INSTRUCTIONS TO FOLLOW: Write out all the data again, exactly as shown.

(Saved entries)
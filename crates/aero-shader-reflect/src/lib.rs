//! Shader reflection queries for the DXBC → GLSL/WGSL translators.
//!
//! The decoder hands over already-parsed metadata (resource bindings, signatures, constant buffer
//! variable trees); this crate answers the questions the emitter asks while walking the
//! instruction stream:
//!
//! - which declared resource or signature element a register refers to
//!   ([`BindingRegistry`], [`SignatureRegistry`]),
//! - which named, possibly array-indexed, variable a `cb#[n].swizzle` operand reads
//!   ([`resolve_offset`], reproducing HLSL constant buffer packing),
//! - the source-level name to emit for it ([`indexed_full_name`]).
//!
//! A missing entry is `Ok(None)` when the caller allows it; contradictions between the
//! shader's metadata and the query are [`ReflectError`]s.

#![forbid(unsafe_code)]

mod bindings;
mod cbuffer;
mod error;
mod layout;
mod naming;
mod precision;
mod resource;
mod shader_info;
mod signature;

pub use crate::bindings::BindingRegistry;
pub use crate::cbuffer::{
    ConstantBuffer, ShaderVar, ShaderVarType, TypeDesc, TypeId, TypeTree, VarClass,
};
pub use crate::error::{ReflectError, Result};
pub use crate::layout::{
    locate, packed_size, resolve_offset, Located, ResolvedVar, Swizzle, TranslateFlags, VEC4_SIZE,
};
pub use crate::naming::indexed_full_name;
pub use crate::precision::SamplerPrecisionInfo;
pub use crate::resource::{
    resource_group_of, Precision, ResourceBinding, ResourceGroup, ResourceKind, ReturnType,
    ScalarType,
};
pub use crate::shader_info::{ShaderInfo, ShaderModel};
pub use crate::signature::{ComponentMask, InOutSignature, SignatureRegistry, SystemValue};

ANSWER SPACE:
filename crates/aero-shader-reflect/src/lib.rs
//! Shader reflection queries for the DXBC → GLSL/WGSL translators.
//!
//! The decoder hands over already-parsed metadata (resource bindings, signatures, constant buffer
//! variable trees); this crate answers the questions the emitter asks while walking the
//! instruction stream:
//!
//! - which declared resource or signature element a register refers to
//!   ([`BindingRegistry`], [`SignatureRegistry`]),
//! - which named, possibly array-indexed, variable a `cb#[n].swizzle` operand reads
//!   ([`resolve_offset`], reproducing HLSL constant buffer packing),
//! - the source-level name to emit for it ([`indexed_full_name`]).
//!
//! A missing entry is `Ok(None)` when the caller allows it; contradictions between the
//! shader's metadata and the query are [`ReflectError`]s.

#![forbid(unsafe_code)]

mod bindings;
mod cbuffer;
mod error;
mod layout;
mod naming;
mod precision;
mod resource;
mod shader_info;
mod signature;

pub use crate::bindings::BindingRegistry;
pub use crate::cbuffer::{
    ConstantBuffer, ShaderVar, ShaderVarType, TypeDesc, TypeId, TypeTree, VarClass,
};
pub use crate::error::{ReflectError, Result};
pub use crate::layout::{
    locate, packed_size, resolve_offset, Located, ResolvedVar, Swizzle, TranslateFlags, VEC4_SIZE,
};
pub use crate::naming::indexed_full_name;
pub use crate::precision::SamplerPrecisionInfo;
pub use crate::resource::{
    resource_group_of, Precision, ResourceBinding, ResourceGroup, ResourceKind, ReturnType,
    ScalarType,
};
pub use crate::shader_info::{ShaderInfo, ShaderModel};
pub use crate::signature::{ComponentMask, InOutSignature, SignatureRegistry, SystemValue};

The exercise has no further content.